Explore public key based auth in Go

[xaur]

We have projects that use legacy email-based registration and authentication: dcrstakepool, Politeia and the upcoming contractor-mgmt. We might have new projects (#26, #38, DEX server) that will also continue the legacy tradition if nothing new is found.

Explore Go libraries that can be used to build browser authentication using PKI. They might implement standards like U2F (FIDO), SQRL, or something else. In short:

• to register, provide your public key and sign server's challenge with it, server remembers your pubkey and it becomes your primary identity
• to login, sign server's challenge
• to perform certain operation with high impact, again sign server's challenge

Email must die in fire (c).

Ok, not all email, but more specifically, mandatory email to register or authenticate. Very few people run their own email servers. Email was not designed as private comm protocol.

[matthewjamesr]

Hello, was directed here.
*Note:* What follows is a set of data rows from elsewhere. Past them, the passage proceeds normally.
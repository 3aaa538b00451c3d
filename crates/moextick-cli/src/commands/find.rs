use moextick_core::{MoexClient, SearchResult};
use serde::Serialize;
use serde_json::Value;

use crate::cli::FindArgs;
use crate::error::CliError;

#[derive(Debug, Serialize)]
struct FindData<'a> {
    query: &'a str,
    instrument_type: Option<&'static str>,
    results: &'a [SearchResult],
}

pub async fn run(args: &FindArgs, client: &MoexClient) -> Result<Value, CliError> {
    let instrument_type = args.instrument_type.map(|filter| filter.as_str());
    let results = client.find(&args.query, instrument_type).await?;

    let data = serde_json::to_value(FindData {
        query: args.query.trim(),
        instrument_type,
        results: &results,
    })?;
    Ok(data)
}
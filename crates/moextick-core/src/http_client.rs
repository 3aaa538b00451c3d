use std::collections::BTreeMap;
use std::fmt::{Display, Formatter};
use std::future::Future;
use std::pin::Pin;
use std::sync::{Arc, Mutex, PoisonError};
use std::time::Duration;

/// HTTP GET request envelope used by the ISS session.
#[derive(Debug, Clone, PartialEq, Eq)]
pub struct HttpRequest {
    pub url: String,
    pub headers: BTreeMap<String, String>,
    pub timeout_ms: u64,
}

impl HttpRequest {
    pub fn get(url: impl Into<String>) -> Self {
        Self {
            url: url.into(),
            headers: BTreeMap::new(),
            timeout_ms: 10_000,
        }
    }

    pub fn with_header(mut self, name: impl Into<String>, value: impl Into<String>) -> Self {
        self.headers
            .insert(name.into().to_ascii_lowercase(), value.into());
        self
    }

    /// Appends a percent-encoded query parameter to the URL.
    pub fn with_query(mut self, name: &str, value: &str) -> Self {
        let separator = if self.url.contains('?') { '&' } else { '?' };
        self.url = format!(
            "{}{separator}{}={}",
            self.url,
            urlencoding::encode(name),
            urlencoding::encode(value)
        );
        self
    }

    pub fn with_timeout_ms(mut self, timeout_ms: u64) -> Self {
        self.timeout_ms = timeout_ms;
        self
    }

    /// URL path without scheme, host or query string.
    pub fn path(&self) -> &str {
        let url = self.url.split(['?', '#']).next().unwrap_or_default();
        match url.split_once("://") {
            Some((_, rest)) => rest.find('/').map_or("/", |index| &rest[index..]),
            None => url,
        }
    }
}

/// HTTP response envelope returned by a transport.
#[derive(Debug, Clone, PartialEq, Eq)]
pub struct HttpResponse {
    pub status: u16,
    pub body: String,
}

impl HttpResponse {
    pub fn ok_json(body: impl Into<String>) -> Self {
        Self {
            status: 200,
            body: body.into(),
        }
    }

    pub fn with_status(status: u16, body: impl Into<String>) -> Self {
        Self {
            status,
            body: body.into(),
        }
    }

    pub const fn is_success(&self) -> bool {
        self.status >= 200 && self.status < 300
    }
}

/// Transport-level HTTP error.
#[derive(Debug, Clone, PartialEq, Eq)]
pub struct HttpError {
    message: String,
    retryable: bool,
}

impl HttpError {
    pub fn new(message: impl Into<String>) -> Self {
        Self {
            message: message.into(),
            retryable: true,
        }
    }

    pub fn non_retryable(message: impl Into<String>) -> Self {
        Self {
            message: message.into(),
            retryable: false,
        }
    }

    pub fn message(&self) -> &str {
        &self.message
    }

    pub const fn retryable(&self) -> bool {
        self.retryable
    }
}

impl Display for HttpError {
    fn fmt(&self, f: &mut Formatter<'_>) -> std::fmt::Result {
        f.write_str(&self.message)
    }
}

impl std::error::Error for HttpError {}

/// Transport contract used by [`crate::IssSession`].
pub trait HttpClient: Send + Sync {
    fn execute<'a>(
        &'a self,
        request: HttpRequest,
    ) -> Pin<Box<dyn Future<Output = Result<HttpResponse, HttpError>> + Send + 'a>>;
}

/// Scripted offline transport for deterministic tests and demos.
///
/// Responses are routed by URL path suffix (the longest matching route wins),
/// so routes can be registered without the base URL prefix. Unrouted paths
/// answer `404`.
#[derive(Debug, Default)]
pub struct StubHttpClient {
    routes: Vec<(String, Result<HttpResponse, HttpError>)>,
    latency: Duration,
    requests: Mutex<Vec<HttpRequest>>,
}

impl StubHttpClient {
    pub fn new() -> Self {
        Self::default()
    }

    /// Answers `path` with status 200 and `body`.
    pub fn with_json(self, path: impl Into<String>, body: impl Into<String>) -> Self {
        self.with_response(path, HttpResponse::ok_json(body))
    }

    pub fn with_response(mut self, path: impl Into<String>, response: HttpResponse) -> Self {
        self.routes.push((path.into(), Ok(response)));
        self
    }

    /// Fails every request to `path` at the transport level.
    pub fn with_failure(mut self, path: impl Into<String>, error: HttpError) -> Self {
        self.routes.push((path.into(), Err(error)));
        self
    }

    /// Delays every response by `latency` (tokio time, so paused tests skip it).
    pub fn with_latency(mut self, latency: Duration) -> Self {
        self.latency = latency;
        self
    }

    /// Every request seen so far, in arrival order.
    pub fn requests(&self) -> Vec<HttpRequest> {
        self.requests
            .lock()
            .unwrap_or_else(PoisonError::into_inner)
            .clone()
    }

    /// Number of requests whose path ends with `path`.
    pub fn calls(&self, path: &str) -> usize {
        self.requests
            .lock()
            .unwrap_or_else(PoisonError::into_inner)
            .iter()
            .filter(|request| request.path().ends_with(path))
            .count()
    }

    pub fn total_calls(&self) -> usize {
        self.requests
            .lock()
            .unwrap_or_else(PoisonError::into_inner)
            .len()
    }

    fn route(&self, path: &str) -> Result<HttpResponse, HttpError> {
        self.routes
            .iter()
            .filter(|(route, _)| path.ends_with(route.as_str()))
            .max_by_key(|(route, _)| route.len())
            .map(|(_, outcome)| outcome.clone())
            .unwrap_or_else(|| Ok(HttpResponse::with_status(404, "{}")))
    }
}

impl HttpClient for StubHttpClient {
    fn execute<'a>(
        &'a self,
        request: HttpRequest,
    ) -> Pin<Box<dyn Future<Output = Result<HttpResponse, HttpError>> + Send + 'a>> {
        Box::pin(async move {
            let outcome = self.route(request.path());
            self.requests
                .lock()
                .unwrap_or_else(PoisonError::into_inner)
                .push(request);
            if !self.latency.is_zero() {
                tokio::time::sleep(self.latency).await;
            }
            outcome
        })
    }
}

/// Production HTTP client using reqwest for real API calls.
#[derive(Debug, Clone)]
pub struct ReqwestHttpClient {
    client: Arc<reqwest::Client>,
}

impl ReqwestHttpClient {
    pub fn new(user_agent: &str) -> Self {
        Self {
            client: Arc::new(
                reqwest::Client::builder()
                    .user_agent(user_agent)
                    .build()
                    .unwrap_or_else(|_| reqwest::Client::new()),
            ),
        }
    }
}

impl HttpClient for ReqwestHttpClient {
    fn execute<'a>(
        &'a self,
        request: HttpRequest,
    ) -> Pin<Box<dyn Future<Output = Result<HttpResponse, HttpError>> + Send + 'a>> {
        Box::pin(async move {
            let mut builder = self
                .client
                .get(&request.url)
                .timeout(Duration::from_millis(request.timeout_ms));

            for (name, value) in &request.headers {
                builder = builder.header(name, value);
            }

            let response = builder.send().await.map_err(|e| {
                if e.is_builder() {
                    HttpError::non_retryable(format!("invalid request: {e}"))
                } else if e.is_timeout() {
                    HttpError::new(format!("request timeout: {e}"))
                } else if e.is_connect() {
                    HttpError::new(format!("connection failed: {e}"))
                } else {
                    HttpError::new(format!("request failed: {e}"))
                }
            })?;

            let status = response.status().as_u16();
            let body = response
                .text()
                .await
                .map_err(|e| HttpError::new(format!("failed to read response body: {e}")))?;

            Ok(HttpResponse { status, body })
        })
    }
}

#[cfg(test)]
mod tests {
    use super::*;

    #[test]
    fn query_parameters_are_percent_encoded() {
        let request = HttpRequest::get("https://iss.moex.com/iss/securities.json")
            .with_query("q", "ОФЗ 26238")
            .with_query("limit", "100");

        assert_eq!(
            request.url,
            "https://iss.moex.com/iss/securities.json?q=%D0%9E%D0%A4%D0%97%2026238&limit=100"
        );
        assert_eq!(request.path(), "/iss/securities.json");
    }

    #[test]
    fn header_names_are_lowercased() {
        let request = HttpRequest::get("https://example.test/").with_header("User-Agent", "x");

        assert_eq!(
            request.headers.get("user-agent").map(String::as_str),
            Some("x")
        );
    }

    #[tokio::test]
    async fn stub_routes_by_longest_suffix_and_records_calls() {
        let stub = StubHttpClient::new()
            .with_json("/securities.json", r#"{"securities":{}}"#)
            .with_json("/shares/securities/SBER.json", r#"{"marketdata":{}}"#);

        let search = stub
            .execute(HttpRequest::get("https://iss.test/iss/securities.json?q=sber"))
            .await
            .expect("routed");
        let share = stub
            .execute(HttpRequest::get(
                "https://iss.test/iss/engines/stock/markets/shares/securities/SBER.json",
            ))
            .await
            .expect("routed");
        let missing = stub
            .execute(HttpRequest::get("https://iss.test/iss/unknown.json"))
            .await
            .expect("404 is a response");

        assert!(search.body.contains("securities"));
        assert!(share.body.contains("marketdata"));
        assert_eq!(missing.status, 404);
        assert_eq!(stub.calls("/securities.json"), 1);
        assert_eq!(stub.total_calls(), 3);
    }
}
I built a proof-of-work that does just this that I ask you to look at.

https://authparty.io

I would opt to port it to nodejs most likely.

[xaur]

@matthewjamesr the issue is to explore back-end libraries written in Go, and maybe front-end ones for JavaScript. They must do PKI-based signup and auth. The site you linked says

• "Blockchain-based Authentication on Counterparty Platform".
• "Utilize your Bitcoin or Counterparty-enabled wallet to enable seamless, secure, and cross-service authentication."
• "Early Access Sale"

I don't see how it is relevant here.